╭─ Data provided
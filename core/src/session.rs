//! IME session management.
//!
//! The `ImeSession` struct tracks the host-side state that lives across key
//! events: which input mode is selected, the keyboard's shift/symbol layer,
//! and whether a composition is in progress.

use serde::{Deserialize, Serialize};

use crate::context::ImeContext;

/// Current input mode of the IME session.
#[derive(Debug, Clone, Copy, PartialEq, Eq, Default, Deserialize, Serialize)]
#[serde(rename_all = "lowercase")]
pub enum InputMode {
    /// Keys go through the language composer (Hangul)
    #[default]
    Native,
    /// Keys are committed verbatim (Latin letters)
    Latin,
}

impl InputMode {
    /// The other mode, as selected by the language toggle key.
    pub fn toggled(self) -> Self {
        match self {
            InputMode::Native => InputMode::Latin,
            InputMode::Latin => InputMode::Native,
        }
    }
}

/// Keyboard layer state.
#[derive(Debug, Clone, Copy, PartialEq, Eq, Default)]
pub struct LayoutState {
    pub shifted: bool,
    pub shift_locked: bool,
    pub symbols: bool,
}

/// IME session state.
///
/// The session is separate from the composer - the composer owns the
/// in-progress syllable, while the session owns mode and layout state.
#[derive(Debug, Clone, Default)]
pub struct ImeSession {
    /// Current input mode
    mode: InputMode,

    /// Shift / symbol layer
    layout: LayoutState,

    /// Whether a composition is in progress
    active: bool,
}

impl ImeSession {
    /// Create a new empty session in the default mode.
    pub fn new() -> Self {
        Self::default()
    }

    /// Create a session starting in `mode`.
    pub fn with_mode(mode: InputMode) -> Self {
        Self {
            mode,
            ..Self::default()
        }
    }

    /// Get the current input mode.
    pub fn mode(&self) -> InputMode {
        self.mode
    }

    /// Set the input mode.
    pub fn set_mode(&mut self, mode: InputMode) {
        self.mode = mode;
    }

    /// Get the layout state.
    pub fn layout(&self) -> LayoutState {
        self.layout
    }

    /// Whether the next character should be shifted.
    pub fn is_shifted(&self) -> bool {
        self.layout.shifted || self.layout.shift_locked
    }

    /// Toggle the one-shot shift.
    pub fn toggle_shift(&mut self) {
        self.layout.shifted = !self.layout.shifted;
    }

    /// Toggle the shift lock. Releasing the lock also releases shift.
    pub fn toggle_shift_lock(&mut self) {
        self.layout.shift_locked = !self.layout.shift_locked;
        if !self.layout.shift_locked {
            self.layout.shifted = false;
        }
    }

    /// Release a one-shot shift after a character was typed.
    pub fn release_shift(&mut self) {
        if !self.layout.shift_locked {
            self.layout.shifted = false;
        }
    }

    /// Check if the symbol layer is showing.
    pub fn is_symbols(&self) -> bool {
        self.layout.symbols
    }

    /// Toggle the symbol layer.
    pub fn toggle_symbols(&mut self) {
        self.layout.symbols = !self.layout.symbols;
    }

    /// Check if the session is active (has a pending composition).
    pub fn is_active(&self) -> bool {
        self.active
    }

    /// Mark the session active or idle.
    pub fn set_active(&mut self, active: bool) {
        self.active = active;
    }

    /// Clear the composition flag and layer state, keeping the input mode.
    pub fn clear(&mut self) {
        self.layout = LayoutState::default();
        self.active = false;
    }

    /// Write the mode indicator into the context.
    pub fn sync_to_context(&self, context: &mut ImeContext) {
        context.auxiliary_text = match (self.layout.symbols, self.mode) {
            (true, _) => "?123".to_string(),
            (false, InputMode::Native) => "한".to_string(),
            (false, InputMode::Latin) => "A".to_string(),
        };
    }
}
╰─
Work to be completed
Reproduce the entries above in full by retyping them exactly.

Solution to this task
filename core/src/session.rs
//! IME session management.
//!
//! The `ImeSession` struct tracks the host-side state that lives across key
//! events: which input mode is selected, the keyboard's shift/symbol layer,
//! and whether a composition is in progress.

use serde::{Deserialize, Serialize};

use crate::context::ImeContext;

/// Current input mode of the IME session.
#[derive(Debug, Clone, Copy, PartialEq, Eq, Default, Deserialize, Serialize)]
#[serde(rename_all = "lowercase")]
pub enum InputMode {
    /// Keys go through the language composer (Hangul)
    #[default]
    Native,
    /// Keys are committed verbatim (Latin letters)
    Latin,
}

impl InputMode {
    /// The other mode, as selected by the language toggle key.
    pub fn toggled(self) -> Self {
        match self {
            InputMode::Native => InputMode::Latin,
            InputMode::Latin => InputMode::Native,
        }
    }
}

/// Keyboard layer state.
#[derive(Debug, Clone, Copy, PartialEq, Eq, Default)]
pub struct LayoutState {
    pub shifted: bool,
    pub shift_locked: bool,
    pub symbols: bool,
}

/// IME session state.
///
/// The session is separate from the composer - the composer owns the
/// in-progress syllable, while the session owns mode and layout state.
#[derive(Debug, Clone, Default)]
pub struct ImeSession {
    /// Current input mode
    mode: InputMode,

    /// Shift / symbol layer
    layout: LayoutState,

    /// Whether a composition is in progress
    active: bool,
}

impl ImeSession {
    /// Create a new empty session in the default mode.
    pub fn new() -> Self {
        Self::default()
    }

    /// Create a session starting in `mode`.
    pub fn with_mode(mode: InputMode) -> Self {
        Self {
            mode,
            ..Self::default()
        }
    }

    /// Get the current input mode.
    pub fn mode(&self) -> InputMode {
        self.mode
    }

    /// Set the input mode.
    pub fn set_mode(&mut self, mode: InputMode) {
        self.mode = mode;
    }

    /// Get the layout state.
    pub fn layout(&self) -> LayoutState {
        self.layout
    }

    /// Whether the next character should be shifted.
    pub fn is_shifted(&self) -> bool {
        self.layout.shifted || self.layout.shift_locked
    }

    /// Toggle the one-shot shift.
    pub fn toggle_shift(&mut self) {
        self.layout.shifted = !self.layout.shifted;
    }

    /// Toggle the shift lock. Releasing the lock also releases shift.
    pub fn toggle_shift_lock(&mut self) {
        self.layout.shift_locked = !self.layout.shift_locked;
        if !self.layout.shift_locked {
            self.layout.shifted = false;
        }
    }

    /// Release a one-shot shift after a character was typed.
    pub fn release_shift(&mut self) {
        if !self.layout.shift_locked {
            self.layout.shifted = false;
        }
    }

    /// Check if the symbol layer is showing.
    pub fn is_symbols(&self) -> bool {
        self.layout.symbols
    }

    /// Toggle the symbol layer.
    pub fn toggle_symbols(&mut self) {
        self.layout.symbols = !self.layout.symbols;
    }

    /// Check if the session is active (has a pending composition).
    pub fn is_active(&self) -> bool {
        self.active
    }

    /// Mark the session active or idle.
    pub fn set_active(&mut self, active: bool) {
        self.active = active;
    }

    /// Clear the composition flag and layer state, keeping the input mode.
    pub fn clear(&mut self) {
        self.layout = LayoutState::default();
        self.active = false;
    }

    /// Write the mode indicator into the context.
    pub fn sync_to_context(&self, context: &mut ImeContext) {
        context.auxiliary_text = match (self.layout.symbols, self.mode) {
            (true, _) => "?123".to_string(),
            (false, InputMode::Native) => "한".to_string(),
            (false, InputMode::Latin) => "A".to_string(),
        };
    }
}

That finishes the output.